His lips twist. “Not yet, anyway. But you and I are a different story.”
“We are?”
“We’re not a real couple. They,” he says, inclining his head to the couple in the distance, “are.”
“That’s your take on relationships, then. They’re bound to devolve into fighting?”
He looks away from me. The sharp line of his jaw above me looks like a pane of glass, distant and imposing. But he answers. “Yes. Small disagreements grow, turn to nagging, which turns to arguments. I don’t have time for that.”
“But the rewards are bigger, too,” I say. “When you know someone well enough to get past a disagreement. It strengthens you.”
He snorts. “Are you a psychologist, as well?”
I can’t let this go, even if I’m just poking the bear. He leads the way beneath a large archway. “What was the longest relationship you’ve ever had?”
“I’m not lying on a couch in your office,” he says.
“So you don’t want to answer my question.”

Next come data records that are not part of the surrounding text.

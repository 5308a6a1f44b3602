//! Poise framework setup and command registration logic.

use std::sync::Arc;
use ticketbot_config::Config;
use ticketbot_cooldown::CooldownRegistry;
use ticketbot_i18n::{Locale, Messages};
use tracing::error;

/// Application data accessible in all commands.
pub struct Data {
    /// Application configuration.
    pub config: Arc<Config>,
    /// Shared cooldown registry.
    pub cooldowns: CooldownRegistry,
    /// Localized message catalogue.
    pub messages: Arc<Messages>,
}

impl Data {
    /// Locale of command replies.
    pub fn locale(&self) -> Locale {
        self.cooldowns.locale()
    }
}

/// Application error type for commands.
pub type Error = Box<dyn std::error::Error + Send + Sync>;

/// Command context type.
pub type Context<'a> = poise::Context<'a, Data, Error>;

/// Every command the bot registers.
pub fn commands() -> Vec<poise::Command<Data, Error>> {
    vec![crate::ping::ping(), crate::cooldown::cooldown()]
}

/// Creates a new Poise framework.
pub fn create_framework() -> poise::FrameworkBuilder<Data, Error> {
    poise::Framework::builder().options(poise::FrameworkOptions {
        commands: commands(),
        on_error: |error| Box::pin(on_error(error)),
        ..Default::default()
    })
}

async fn on_error(error: poise::FrameworkError<'_, Data, Error>) {
    match error {
        poise::FrameworkError::Command { error, ctx, .. } => {
            error!(
                command = %ctx.command().qualified_name,
                user = %ctx.author().id,
                "Command failed: {}",
                error
            );
        }
        other => {
            if let Err(e) = poise::builtins::on_error(other).await {
                error!("Error while handling error: {}", e);
            }
        }
    }
}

He turns me toward a set of stone stairs. I let my hand trail along the smooth wood railing as we ascend. The place still smells of new construction, the promise of memories yet to be made. It’s beautiful.
“I’ll answer your question if you answer it first,” he says.
“Three and a half years.”
He’s silent as we walk along an empty hallway. I tighten my grip on his forearm. “Victor?”
“A year,” he says. “Almost.”
“Gabriella?”
He looks down at me. The question is in his eyes, but he swallows it, and shakes his head. “No. This was college.”
I nod. I had been in charge of booking his weekly dates with his supermodel ex, and when they ended things right after he took over as CEO of Exciteur, I’d been the one to send her flowers, too.
“College was a long time ago.”
“You’re my wife,” he says. “Not my therapist.”
The gruff way it’s said makes me laugh, and then I can’t stop, the sound filling the empty hallway. “No relationships for you, then. Just marriages.”
Victor shakes his head. It’s not in anger, though. More like exasperation. “Yes, and only when they’re business arrangements.”
“Noted,” I tease. It’s his word.
“What I really don’t like,” he says, “is when a woman gets under your skin. When you can’t get them out of your head.”